Closed alexcombessie closed 3 years ago
Hi!
I occassionally hear about the problems with the current dictionary linking mechanism using symlinks, however the Sudachi team hasn't figured out the alternatives yet.
There is a pretty old pull request to use config file $XDG_CONFIG_PATH/sudachipy/config.json
(#108). I also heard a suggestion to use env variable, e.g., SUDACHIDICT_PATH
(on our Slack channel).
I am an outside contributor (recently moved from the company behind Sudachi), so I am not in position to decide the directions; Maybe the main contributors @kazuma-t @chikurin66 and others have better ideas.
Thanks for the quick reply. Unfortunately, in my case I wouldn't be able to take advantage of SUDACHIDICT_PATH
or XDG_CONFIG_PATH
since I cannot control these in my secure environment. I need to have a correct behavior out-of-the-box right after pip install sudachipy sudachidict_core
without symlink or variable setting operations.
In my scenario, since I only need the core dictionary, what I would need is for sudachidict_core
to be called sudachidict
and to create symlinks only if the dictionary is different.
Alternatively, I may suggest a packaging with setup.cfg
where pip install sudachipy[<dic_type>]
does everything without needing to symlink. The advantage of this is that it would work for all dictionaries and not introduce any breaking changes.
I see.
The pip square bracket notation sounds like a reasonable option to consider.
Hi!
You can also specify the dictionary path by sudachi.json
.
https://github.com/WorksApplications/SudachiPy#dictionary-in-the-setting-file
Would you try this ?
# ex.
svn export https://github.com/WorksApplications/SudachiPy/trunk/sudachipy/resources
sudachi.json
and specify systemDict
{
"systemDict" : "path/to/system.dic"",
"characterDefinitionFile" : ...
}
$ echo "カンヌ国際映画祭" | sudachipy -m -r /path/to/resources/sudachi.json -m C
カンヌ 名詞,固有名詞,地名,一般,*,* カンヌ
国際 名詞,普通名詞,一般,*,*,* 国際
映画祭 名詞,普通名詞,一般,*,*,* 映画祭
EOS
>>> from sudachipy import tokenizer
>>> from sudachipy import dictionary
>>> tokenizer_obj = dictionary.Dictionary(config_path='/path/to/resources/sudachi.json', resource_dir='/path/to/resources').create()
>>> mode = tokenizer.Tokenizer.SplitMode.C
>>> [m.surface() for m in tokenizer_obj.tokenize("カンヌ国際映画祭", mode)]
['カンヌ', '国際', '映画祭']
Hi,
Embedding the dict may be an option, but it's far from ideal as it would introduce a manual dependency, increase the weight of my package and make upgrades a complex process.

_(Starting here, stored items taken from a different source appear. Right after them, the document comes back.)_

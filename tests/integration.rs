use attitude_sim::server;
use futures::{SinkExt, StreamExt};
use serde_json::{json, Value};
use tokio::net::TcpListener;
use tokio_tungstenite::tungstenite::Message as WsMessage;

/// Spawns the real router on an ephemeral port and returns its base URL.
/// Dropped when the test process exits; nothing else owns the listener.
async fn spawn_server() -> String {
    let listener = TcpListener::bind("127.0.0.1:0").await.unwrap();
    let addr = listener.local_addr().unwrap();
    let router = server::build_router();
    tokio::spawn(async move {
        axum::serve(listener, router).await.unwrap();
    });
    format!("http://{addr}")
}

#[tokio::test]
async fn healthz_reports_ok() {
    let base = spawn_server().await;
    let body: Value = reqwest::get(format!("{base}/healthz"))
        .await
        .unwrap()
        .json()
        .await
        .unwrap();
    assert_eq!(body["status"], "ok");
}

#[tokio::test]
async fn defaults_and_presets_are_well_formed() {
    let base = spawn_server().await;

    let defaults: Value = reqwest::get(format!("{base}/api/defaults"))
        .await
        .unwrap()
        .json()
        .await
        .unwrap();
    assert!(defaults["spacecraft"]["inertia"].is_array());
    assert!(defaults["control"]["control_type"].is_string());

    let presets: Value = reqwest::get(format!("{base}/api/presets"))
        .await
        .unwrap()
        .json()
        .await
        .unwrap();
    assert!(presets["presets"].as_array().unwrap().len() >= 2);
}

/// E1: baseline compute via HTTP with an empty override.
#[tokio::test]
async fn baseline_compute_matches_default_preset_sample_count() {
    let base = spawn_server().await;
    let client = reqwest::Client::new();
    let body: Value = client
        .post(format!("{base}/api/compute"))
        .json(&json!({}))
        .send()
        .await
        .unwrap()
        .json()
        .await
        .unwrap();

    let t = body["dataset"]["t"].as_array().unwrap();
    // Default preset is t_max=1000, sample_rate=30, playback_speed=1 ->
    // M = ceil(1000 / (1/30)), landing within a sample or two of 30000
    // depending on float rounding of 1/30.
    assert!((29_999..=30_001).contains(&t.len()));
    assert_eq!(t.len(), body["dataset"]["qx"].as_array().unwrap().len());
    assert!(body["metrics"]["num_integration_points"].as_u64().unwrap() > 0);
}

/// E3: invalid configuration is rejected without a dataset.
#[tokio::test]
async fn invalid_config_reports_error_without_dataset() {
    let base = spawn_server().await;
    let client = reqwest::Client::new();
    let body: Value = client
        .post(format!("{base}/api/compute"))
        .json(&json!({"t_max": -1.0}))
        .send()
        .await
        .unwrap()
        .json()
        .await
        .unwrap();

    assert!(body.get("error").is_some());
    assert!(body.get("dataset").is_none());
}

/// E4: nonlinear tracking converges toward the commanded attitude.
#[tokio::test]
async fn nonlinear_tracking_converges_toward_commanded_attitude() {
    let base = spawn_server().await;
    let client = reqwest::Client::new();
    let body: Value = client
        .post(format!("{base}/api/compute"))
        .json(&json!({
            "control_type": "nonlinear_tracking",
            "kp": 1.0,
            "kd": 2.0,
            "qc": [0.0, 0.0, 0.479, 0.878],
            "t_max": 60.0,
            "sample_rate": 10.0
        }))
        .send()
        .await
        .unwrap()
        .json()
        .await
        .unwrap();

    let qz = body["dataset"]["qz"].as_array().unwrap();
    let qw = body["dataset"]["qw"].as_array().unwrap();
    let last = qz.len() - 1;
    let final_qz = qz[last].as_f64().unwrap();
    let final_qw = qw[last].as_f64().unwrap();

    // Within 1e-2 of qc (up to the double cover's sign ambiguity).
    let close_direct = (final_qz - 0.479).abs() < 1e-2 && (final_qw - 0.878).abs() < 1e-2;
    let close_flipped = (final_qz + 0.479).abs() < 1e-2 && (final_qw + 0.878).abs() < 1e-2;
    assert!(close_direct || close_flipped);
}

/// E5: two identical compute requests produce bitwise-identical datasets.
#[tokio::test]
async fn identical_requests_are_deterministic() {
    let base = spawn_server().await;
    let client = reqwest::Client::new();
    let payload = json!({"t_max": 10.0, "sample_rate": 10.0});

    let first: Value = client
        .post(format!("{base}/api/compute"))
        .json(&payload)
        .send()
        .await
        .unwrap()
        .json()
        .await
        .unwrap();
    let second: Value = client
        .post(format!("{base}/api/compute"))
        .json(&payload)
        .send()
        .await
        .unwrap()
        .json()
        .await
        .unwrap();

    assert_eq!(first["dataset"], second["dataset"]);
}

/// E2: a single `configure` command over `/ws` yields exactly one
/// `{dataset, metrics}` reply, matching the HTTP endpoint's payload shape.
#[tokio::test]
async fn websocket_configure_yields_one_dataset_reply() {
    let base = spawn_server().await;
    let ws_url = format!("{}/ws", base.replacen("http://", "ws://", 1));

    let (mut socket, _response) = tokio_tungstenite::connect_async(ws_url).await.unwrap();

    let command = json!({
        "command": "configure",
        "payload": {"t_max": 10.0, "sample_rate": 10.0}
    });
    socket
        .send(WsMessage::Text(command.to_string()))
        .await
        .unwrap();

    let reply = loop {
        match socket.next().await.unwrap().unwrap() {
            WsMessage::Text(text) => break text,
            WsMessage::Ping(_) | WsMessage::Pong(_) => continue,
            other => panic!("unexpected frame before dataset reply: {other:?}"),
        }
    };
    let body: Value = serde_json::from_str(&reply).unwrap();

    let t = body["dataset"]["t"].as_array().unwrap();
    // t_max=10, sample_rate=10, playback_speed=1 -> delta=0.1, M=ceil(t_end/0.1)
    // lands within a sample of 100 depending on the solver's final step.
    assert!((99..=101).contains(&t.len()));
    assert!(body["metrics"]["num_integration_points"].as_u64().unwrap() > 0);

    socket.close(None).await.ok();
}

I would rather have a pure pip
option which does not require symlinks.
Cheers,
Alex
Hi @sorami @t-yamamura,
Happy new year!
I am writing to know if you have any update on the topic. Specifically, I am referring to
pip install sudachipy[
] (...) without needing to symlink
Cheers,
Alex
Hi @alexcombessie,
Happy new year!
I would like to change the current dictionary linking mechanism using symlinks into other ways.
Currently, I am investigating the best way to link sudachidict, such as pip
option.
Thanks!
Hi,
Any update on the subject?
Thanks,
Alex
Hi, I am also experiencing this issue would be interested in an update.
Thank you!
Hi,
Sorry for following up on the topic. Is there any chance this may be addressed this year?
As I mentioned, this issue is blocking any integration with sudachipy in my Python application, so no Japanese support 😞
I appreciate again the work you are doing here, and wish you well.
Alex
Hi,
I am planning to change the current dictionary linking mechanism. It's because it might often cause a permission error.
I think required features for connecting SudachiPy with SudachiDict are as follows:
Therefore, I'm going to use sudachi.json instead of symlink . sudachi.json has the dictionary path option, systemDict. So, SudchiPy can select the system dictionary path by overwriting systemDict. I think this change will avoid permission errors.
I guess I can take care of this issue from next week.
If you have any ideas or suggestions please comment.
Hi,
Thanks for the interesting work!
I need to package sudachipy in secure Linux servers where code-envs are isolated from runtime. Thus, someone running the code cannot run the symlink operation require to point to the dictionary.
To be precise, we get the error:
[Errno 13] Permission denied: '/data/dss-home/dss_design_8/code-envs/python/plugin_nlp-preparation_managed/lib/python3.6/site-packages/sudachidict_core' -> '/data/dss-home/dss_design_8/code-envs/python/plugin_nlp-preparation_managed/lib/python3.6/site-packages/sudachidict''
I found a similar issue which also relates to permissions: https://github.com/WorksApplications/SudachiPy/issues/107
Unfortunately, I won't be able to use SudachiPy for my application until the dictionary linking mechanism changes. Ideally, if both
sudachipy sudachidict_core
are installed, then there shouldn't be a need to create an additional symlink at runtime.Cheers,
Alex